Relevance of CRISP proteins for epididymal physiology, fertilization, and fertility

Background The molecular mechanisms involved in the acquisition of mammalian sperm fertilizing ability are still poorly understood, reflecting the complexity of this process. Objectives In this review, we describe the role of Cysteine RIch Secretory Proteins (CRISP1–4) in different steps of the sperm journey to the egg as well as their relevance for fertilization and fertility. Materials and Methods We analyze bibliography reporting the phenotypes of CRISP KO mice models and combine this search with recent findings from our team. Results Generation of individual KO for CRISP proteins reveals they are key mediators in different stages of the fertilization process.
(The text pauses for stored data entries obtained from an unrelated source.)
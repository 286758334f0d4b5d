//! hwreflect command line: `check` for a single module, `batch` for a cases file
//!
//! Exit codes: 0 when every request passed, 1 when a stage failed, 2 for
//! configuration or input errors.

pub mod batch;
pub mod check;
pub mod output;

use std::path::Path;

use anyhow::Context;
use hwreflect_core::{ExecutionContext, ReflectConfig};

pub const EXIT_PASSED: i32 = 0;
pub const EXIT_FAILED: i32 = 1;
pub const EXIT_USAGE: i32 = 2;

/// Configuration from `path` (or `HWREFLECT_CONFIG`), environment overrides
/// applied, wrapped in a fresh context.
pub fn load_context(path: Option<&Path>) -> anyhow::Result<ExecutionContext> {
    let config = ReflectConfig::resolve(path).context("loading configuration")?;
    tracing::debug!(
        sbt = %config.toolchain.sbt,
        verilator = %config.toolchain.verilator,
        workspace_root = %config.workspace_root().display(),
        "configuration resolved"
    );
    Ok(ExecutionContext::new(config))
}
However, in spite of their important functional roles, KO males for each of these proteins remain fertile, supporting the existence of compensatory mechanisms between homologous CRISP family members. The development of mice lacking epididymal CRISP1 and CRISP4 simultaneously (DKO) revealed that mutant males exhibit an impaired fertility due to deficiencies in the sperm ability to fertilize the eggs in vivo, consistent with the proposed roles of the two proteins in fertilization. Interestingly, DKO males show clear defects in both epididymal epithelium differentiation and luminal acidification known to be critical for sperm maturation and storage. Whereas in most of the cases, these epithelium defects seem to specifically affect the sperm fertilizing ability, some animals exhibit a disruption of the characteristic immune tolerance of the organ with clear signs of inflammation and sperm viability defects. Discussion and Conclusion Altogether, these observations confirm the relevance of CRISP proteins for male fertility and contribute to a better understanding of the fine‐tuning mechanisms underlying sperm maturation and immune tolerance within the epididymis. Moreover, considering the existence of a human epididymal protein functionally equivalent to rodent CRISP1 and CRISP4, DKO mice may represent an excellent model for studying human epididymal physiology and pathology.